Handle Straws of Semen with TLC – Cowsmo

Handle Straws of Semen with TLC

It’s tough enough breeding cows without losing the race before the gun ever goes off – the artificial-insemination gun that is.

Producers and employees need to be careful handling semen. Sauk County Extension Agriculture Agent Katie Pfeiffer, who previously bred cows for a living, said speed is of the essence when pulling straws from a semen tank. Light, temperature change, bacteria and water all kill sperm.

“Just thinking about semen kills semen,” she quipped.

Sperm injury cannot be corrected by returning semen to liquid nitrogen.

Handling the semen tank

It all begins with proper storage and management of the liquid-nitrogen-filled semen tank, she said at a recent Artificial Insemination Certification Program. She referred to the tank as a “bachelor pad.” It’s important to keep track of the level of the liquid nitrogen in the tank. She advised storing the tank on a wooden pallet, or off concrete to prevent corrosion. Store the tank in a dry, well-ventilated space, because nitrogen displaces oxygen. Liquid nitrogen is colorless, odorless and tasteless, and may cause suffocation. It can cause frostbite; its temperature is 320 degrees below zero Fahrenheit.

It’s important to keep the neck cork tight and free of frost.

“If frost is forming on the neck and cap, your tank has probably gone bad,” Pfeiffer said. “Semen probably has been destroyed.”

Straws ¼ cubic centimeter in size are packed 20 to a container. There’s research that shows fertility appears to be better with 1/4cc straws due to better freezing/processing surfaces, Pfeiffer said.

Thawing semen

Pfeiffer said when retrieving straws from the canister, only raise the canister until the cane tops are 2 to 3 inches below the top opening of the tank. Straws should not be raised above the frost line. If it takes more than 10 seconds to retrieve a straw, she said it’s important to lower the canister back into the tank so it can re-cool for 20 to 30 seconds.

“Only pull as many straws as cows you can breed in 15 minutes,” Pfeiffer said. “When you first start, it may take you 15 minutes for one cow.”

Keep in mind that tweezers for half-cc straws might not tightly grasp 1/4cc straws. Although it’s generally recommended to use tweezers when pulling straws from inside the tank, Pfeiffer said she uses her hands because she can do it more quickly that way. But she gingerly holds only the tip of the straw and quickly deposits it in an electrically heated water-bath thawing container. An insulated, wide-mouth thermos is an option for the thawing bath.

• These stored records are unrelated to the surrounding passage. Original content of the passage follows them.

//! Integration tests for the extraction engine.
//!
//! These exercise the public `extract` surface with realistic batch
//! responses: fenced JSON with surrounding chatter, web-search citation
//! markup, partially broken output, and responses with no JSON at all.

use civant_enrich::{extract, extract_detailed, ExtractionTier};
use serde_json::json;

/// A complete, well-formed brief as the prompt contract requests it.
const FULL_BRIEF: &str = r#"{"summary":"Madrid City Council shows a strong three-year IT renewal cycle with the incumbent's contract ending in late 2026.","procurement_patterns":{"renewal_cycle":"IT services every 3 years","spend_trend":"increasing","typical_value_range":"150k-650k","preferred_categories":["IT services","Facilities"],"notes":"framework usage growing"},"incumbent_landscape":{"known_suppliers":["Acme Systems","Iberia Soft"],"dominant_supplier":"Acme Systems","contract_notes":"Acme holds 6 of 12 contracts"},"organizational_context":{"type":"municipality","leadership":"A. Garcia","recent_changes":"new CIO appointed","size_indicator":"large"},"risk_factors":["incumbent lock-in","budget freeze risk"],"timing_insight":"Engage 9-12 months before the 2026 renewal","opportunity_score":82,"opportunity_reasoning":"Clear approaching renewal with open competition history","intent_confidence":"high","intent_reasoning":"6 contracts with consistent cadence","sources":[{"url":"https://contrataciondelestado.es","title":"Award notice","relevance":"latest award"}]}"#;

#[test]
fn test_ideal_raw_json_response() {
    let result = extract_detailed(FULL_BRIEF);
    assert!(result.tier.is_parsed());
    assert_eq!(
        serde_json::to_value(&result.record).expect("serializable"),
        serde_json::from_str::<serde_json::Value>(FULL_BRIEF).expect("valid json")
    );
}

#[test]
fn test_markdown_wrapped_response_with_chatter() {
    let input = format!(
        "Here is the intelligence brief you requested:\n\n```json\n{FULL_BRIEF}\n```\n\nLet me know if you need a deeper dive."
    );
    let result = extract_detailed(&input);
    assert_eq!(result.tier, ExtractionTier::Fence);
    assert_eq!(result.record, extract(FULL_BRIEF));
}

#[test]
fn test_response_with_citation_tags_and_preamble() {
    let input = format!(
        "Based on my research<cite index=\"2\">council minutes</cite>, the brief follows.\n{FULL_BRIEF}"
    );
    let record = extract(&input);
    assert_eq!(record.summary(), extract(FULL_BRIEF).summary());
    assert_eq!(record.opportunity_score(), Some(82));
}

#[test]
fn test_trailing_comma_response() {
    let input = r#"{"summary":"Buyer renews annually.","opportunity_score":55,}"#;
    let record = extract(input);
    assert_eq!(record.summary(), Some("Buyer renews annually."));
    assert_eq!(record.opportunity_score(), Some(55));
}

#[test]
fn test_summary_after_nested_object_is_still_anchored() {
    let input = r#"Model note: output follows. {"procurement_patterns":{"renewal_cycle":"annual","spend_trend":"stable"},"summary":"Annual renewals, modest values.","opportunity_score":48} Done."#;
    let result = extract_detailed(input);
    assert_eq!(result.tier, ExtractionTier::AnchoredBraces);
    assert_eq!(result.record.summary(), Some("Annual renewals, modest values."));
    assert_eq!(
        result.record.get("procurement_patterns"),
        Some(&json!({"renewal_cycle": "annual", "spend_trend": "stable"}))
    );
}

#[test]
fn test_degraded_response_recovers_individual_fields() {
    let input = r#"I could not produce valid JSON. summary is "Buyer X shows strong renewal pattern" and opportunity_score: 85 but json is broken {{{"#;
    let result = extract_detailed(input);
    assert_eq!(result.tier, ExtractionTier::Reconstructed);
    assert_eq!(
        result.record.summary(),
        Some("Buyer X shows strong renewal pattern")
    );
    assert_eq!(result.record.opportunity_score(), Some(85));
    assert_eq!(result.record.sources(), Some(&Vec::new()));
}

#[test]
fn test_partially_broken_json_keeps_nested_objects() {
    // Unbalanced overall, but individual recognized fields are intact.
    let input = r#"{"summary": "Partial output", "procurement_patterns": {"renewal_cycle": "2y"}, "risk_factors": ["funding"], "sources": [{"url": "https://example.org"}"#;
    let result = extract_detailed(input);
    assert_eq!(result.tier, ExtractionTier::Reconstructed);
    assert_eq!(result.record.summary(), Some("Partial output"));
    assert_eq!(
        result.record.get("procurement_patterns"),
        Some(&json!({"renewal_cycle": "2y"}))
    );
    assert_eq!(result.record.get("risk_factors"), Some(&json!(["funding"])));
    // The sources array never closes, so the default empty list stands.
    assert_eq!(result.record.sources(), Some(&Vec::new()));
}

#[test]
fn test_plain_refusal_yields_excerpt_brief() {
    let input = "I was unable to find reliable information about this buyer.";
    let result = extract_detailed(input);
    assert_eq!(result.tier, ExtractionTier::Reconstructed);
    assert_eq!(result.record.summary(), Some(input));
    assert_eq!(result.record.sources(), Some(&Vec::new()));
    // Stable under repetition.
    assert_eq!(extract(input), extract(input));
}

#[test]
fn test_long_refusal_is_truncated_to_400_chars() {
    let input = "No data. ".repeat(100);
    let record = extract(&input);
    let summary = record.summary().expect("excerpt");
    assert!(summary.chars().count() <= 400);
    assert!(input.trim().starts_with(summary.chars().take(20).collect::<String>().as_str()));
}

#[test]
fn test_prose_wrapping_does_not_change_result() {
    let wrapped = format!("Certainly. Here is the analysis.\n\n{FULL_BRIEF}\n\nEnd of brief.");
    assert_eq!(extract(FULL_BRIEF), extract(&wrapped));
}

#[test]
fn test_unknown_fields_survive_full_parse() {
    let input = r#"{"summary":"ok","model_added_extra":"kept verbatim"}"#;
    let record = extract(input);
    assert_eq!(
        record.get("model_added_extra"),
        Some(&json!("kept verbatim"))
    );
}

Pfeiffer said she shakes the straw gently to remove excess liquid nitrogen still in the cotton-plug end, and immediately places it in 95-degree water to thaw for at least 45 seconds. Be sure to maintain straw temperature as close to 95 degrees as possible throughout the semen-handling process; it’s critical to check for semen-temperature fluctuations. It’s important to change the water frequently, she said, because bacteria-laden water kills semen. Pfeiffer said she’s too often seen dirty semen-thawing water on farms.

Loading the gun

Before loading the gun, Pfeiffer pre-warms the barrel by rubbing it vigorously with a paper towel a half-dozen times. She then wipes the straw dry with paper toweling after removing it from the thaw water. She prefers cutting the crimped straw end at a slight angle, as opposed to straight across. She immediately places the loaded gun down the neck of her shirt so her own body temperature maintains a constant 95-degree temperature for the semen. Cold shock to the straw after thawing is a major concern; it will cause permanent injury to semen.

Universal AI guns can accommodate both 1/4cc and 1/2cc straws. Pfeiffer said she doesn’t like O-ring insemination guns, because the O-ring has a way of being lost. Never use an O-ring gun without the O-ring. The final step is, of course, placement of the semen in the cow.